Check every line of the entries for "StudioError", and copy the lines that hold it.

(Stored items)
= = = = = = =

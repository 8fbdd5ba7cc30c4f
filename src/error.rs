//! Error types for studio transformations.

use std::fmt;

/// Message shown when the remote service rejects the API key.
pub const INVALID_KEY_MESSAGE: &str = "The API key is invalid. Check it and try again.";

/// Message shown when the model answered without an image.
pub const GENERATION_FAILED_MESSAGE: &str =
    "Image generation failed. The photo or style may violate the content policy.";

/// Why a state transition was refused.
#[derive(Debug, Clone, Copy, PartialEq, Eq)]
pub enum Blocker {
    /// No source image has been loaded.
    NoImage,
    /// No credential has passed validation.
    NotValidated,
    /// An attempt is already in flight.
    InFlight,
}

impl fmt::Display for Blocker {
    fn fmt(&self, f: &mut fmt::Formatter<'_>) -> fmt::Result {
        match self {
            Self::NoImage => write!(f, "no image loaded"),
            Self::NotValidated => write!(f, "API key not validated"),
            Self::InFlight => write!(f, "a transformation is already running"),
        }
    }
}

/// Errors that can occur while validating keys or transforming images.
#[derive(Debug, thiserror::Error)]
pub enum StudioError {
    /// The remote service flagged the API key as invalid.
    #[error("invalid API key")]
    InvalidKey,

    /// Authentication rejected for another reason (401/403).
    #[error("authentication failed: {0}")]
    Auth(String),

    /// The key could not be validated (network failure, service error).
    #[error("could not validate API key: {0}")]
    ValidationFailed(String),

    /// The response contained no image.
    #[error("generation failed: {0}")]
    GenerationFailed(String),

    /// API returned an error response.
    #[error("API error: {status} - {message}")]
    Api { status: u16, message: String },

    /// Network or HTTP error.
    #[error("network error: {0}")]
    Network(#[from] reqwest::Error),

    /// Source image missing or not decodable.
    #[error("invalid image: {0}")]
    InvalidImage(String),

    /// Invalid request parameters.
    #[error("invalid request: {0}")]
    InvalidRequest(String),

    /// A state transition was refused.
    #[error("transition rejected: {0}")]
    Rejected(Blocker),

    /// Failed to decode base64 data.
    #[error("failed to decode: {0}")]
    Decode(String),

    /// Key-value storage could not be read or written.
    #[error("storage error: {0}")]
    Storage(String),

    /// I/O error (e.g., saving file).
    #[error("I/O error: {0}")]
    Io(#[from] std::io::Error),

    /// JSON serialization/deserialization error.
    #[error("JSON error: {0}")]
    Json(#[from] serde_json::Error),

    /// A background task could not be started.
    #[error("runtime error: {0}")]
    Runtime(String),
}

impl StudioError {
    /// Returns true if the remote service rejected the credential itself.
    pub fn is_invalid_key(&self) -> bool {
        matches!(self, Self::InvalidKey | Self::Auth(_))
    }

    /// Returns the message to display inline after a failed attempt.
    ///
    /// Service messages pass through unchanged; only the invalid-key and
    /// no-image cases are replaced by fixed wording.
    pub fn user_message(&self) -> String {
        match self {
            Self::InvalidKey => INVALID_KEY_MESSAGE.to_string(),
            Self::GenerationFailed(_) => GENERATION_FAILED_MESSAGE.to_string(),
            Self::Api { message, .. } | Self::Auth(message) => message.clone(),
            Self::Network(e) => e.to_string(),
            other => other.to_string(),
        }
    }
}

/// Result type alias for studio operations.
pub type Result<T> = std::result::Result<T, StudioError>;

= = = = = = =

ANSWER SECTION:
pub enum StudioError {
impl StudioError {
pub type Result<T> = std::result::Result<T, StudioError>;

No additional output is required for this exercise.